With this configuration, the pressure inside the tank 1 will not decrease suddenly.
Normal operation can continue.

In addition, in the case of mousse discharge, if more than one discharge nozzle 5 is used at the same time, the controller 5 may control the solenoid valve 16 to prevent the pressurized air from decreasing rapidly by switching to rectifying discharge a. Optional.

Although the stirring net 5b' of this embodiment is shown to have a configuration of three pieces, for example, a net wound into a roll, a hexagonal columnar net assembled adjacent to each other, a star-shaped one, etc. Any shape or structure may be used as long as it can be stirred, such as one with a mesh formed into a columnar shape, and the mousse state can be adjusted to any volume by setting the mesh.
Furthermore, the discharge ports 18 having various diameters may be prepared and made detachable so that the force at the time of discharge can be selected.

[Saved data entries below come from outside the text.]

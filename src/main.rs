use anyhow::{Context, Result};
use clap::Parser;
use cncnet4::wire::BUFFER_SIZE;
use cncnet4::{TunnelConfig, TunnelSession};
use log::{debug, info, warn};
use std::path::PathBuf;
use std::sync::atomic::{AtomicBool, Ordering};
use std::sync::Arc;
use std::time::{Duration, Instant};

const POLL_INTERVAL: Duration = Duration::from_millis(250);
const TRAFFIC_REPORT_INTERVAL: Duration = Duration::from_secs(10);

/// Bring up a CnCNet4 relay tunnel, report what the relay confirmed and
/// service the tunnel socket until stopped.
#[derive(Parser, Debug)]
#[command(author, version, about)]
struct Args {
    /// JSON file with a "CnCNet4" section; without it the tunnel is enabled
    /// with default settings
    #[arg(short, long)]
    config: Option<PathBuf>,

    /// Relay server host
    #[arg(long)]
    host: Option<String>,

    /// Relay server port, 1024-65534
    #[arg(short, long)]
    port: Option<i64>,

    /// Probe the relay for direct peer-to-peer connectivity
    #[arg(long)]
    p2p: bool,

    /// Run with the tunnel disabled
    #[arg(long)]
    disabled: bool,

    /// Seconds to service the tunnel, 0 runs until Ctrl-C
    #[arg(short, long, default_value_t = 0)]
    duration: u64,

    /// Log level used when RUST_LOG is not set
    #[arg(short = 'l', long, default_value = "info")]
    log_level: String,
}

#[tokio::main]
async fn main() -> Result<()> {
    let args = Args::parse();
    init_logger(&args.log_level);

    let config = build_config(&args)?;
    let duration = (args.duration > 0).then(|| Duration::from_secs(args.duration));

    let stop = Arc::new(AtomicBool::new(false));
    let ctrl_c_stop = stop.clone();
    tokio::spawn(async move {
        if tokio::signal::ctrl_c().await.is_ok() {
            info!("Ctrl-C received, shutting down");
            ctrl_c_stop.store(true, Ordering::Relaxed);
        }
    });

    tokio::task::spawn_blocking(move || run_session(config, duration, stop))
        .await
        .context("tunnel worker panicked")?
}

fn init_logger(level: &str) {
    let mut builder = pretty_env_logger::formatted_timed_builder();
    match std::env::var("RUST_LOG") {
        Ok(filters) => builder.parse_filters(&filters),
        Err(_) => builder.parse_filters(level),
    };
    builder.init();
}

fn build_config(args: &Args) -> Result<TunnelConfig> {
    let mut config = match &args.config {
        Some(path) => TunnelConfig::load(path)?,
        None => TunnelConfig {
            enabled: true,
            ..Default::default()
        },
    };
    if let Some(host) = &args.host {
        config.host = host.clone();
    }
    if let Some(port) = args.port {
        config.port = port;
    }
    if args.p2p {
        config.peer_to_peer = true;
    }
    if args.disabled {
        config.enabled = false;
    }
    Ok(config)
}

fn run_session(config: TunnelConfig, duration: Option<Duration>, stop: Arc<AtomicBool>) -> Result<()> {
    let mut session = TunnelSession::new(config);
    session.set_info_listener(|json| debug!("tunnel info: {json}"));
    session.init().context("failed to start CnCNet4 tunnel")?;

    let Some(server) = session.server_address() else {
        info!("tunnel is disabled, nothing to do");
        return Ok(());
    };
    info!(
        "tunnel active through relay {server}, peer-to-peer {}",
        if session.peer_to_peer() { "confirmed" } else { "off" }
    );

    session.set_poll_timeout(Some(POLL_INTERVAL))?;
    let started = Instant::now();
    let mut last_report = Instant::now();
    let mut buf = [0u8; BUFFER_SIZE];

    while !stop.load(Ordering::Relaxed) && duration.map_or(true, |d| started.elapsed() < d) {
        match session.recv_from(&mut buf) {
            Ok((len, Some(from))) => {
                let peer = from.to_peer();
                info!(
                    "{len} bytes from {}{}",
                    peer.socket_addr(),
                    if peer.p2p { " (p2p)" } else { "" }
                );
            }
            Ok(_) => {}
            Err(e) => warn!("tunnel receive failed: {e}"),
        }

        if last_report.elapsed() >= TRAFFIC_REPORT_INTERVAL {
            session.post_traffic();
            last_report = Instant::now();
        }
    }

    session.close_socket();
    session.post_traffic();
    session.shutdown();
    Ok(())
}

[Brief explanation of drawings]

The drawings show an embodiment of the water soap supply device of the present invention, FIG. 1 is an explanatory diagram showing the outline of the overall structure of the water soap supply device, FIG. 2 is a longitudinal cross-sectional view of the discharge nozzle, and FIG. 3 is a view of the tank portion. The perspective views, Figures 4, 5, and 6 are (4)-(4), (5).
)-(5), (6)-(6) line sectional views, and FIG. 7 is a block diagram showing the relationship among the electromagnetic valve, sensor, and controller when a plurality of discharge nozzles are used at the same time. In the figure, 1: Tank 2: Pressurizing device 3. 4: Supply pipe (water soap supply pipe) (air supply pipe) 5: Discharge nozzle 6: Sensor that detects use 16. 16: Solenoid valve

Claims (1)

[Claims] It is equipped with a tank for storing water soap, a pressurizing device that constantly pressurizes the inside of the tank to a predetermined pressure, a supply pipe line communicating with the tank, and a discharge nozzle connected to the supply line. The discharge nozzle has a sensor that detects usage.
A water soap supply device characterized in that the supply pipe is provided with an electromagnetic valve that is opened for a predetermined period of time when detected by a sensor.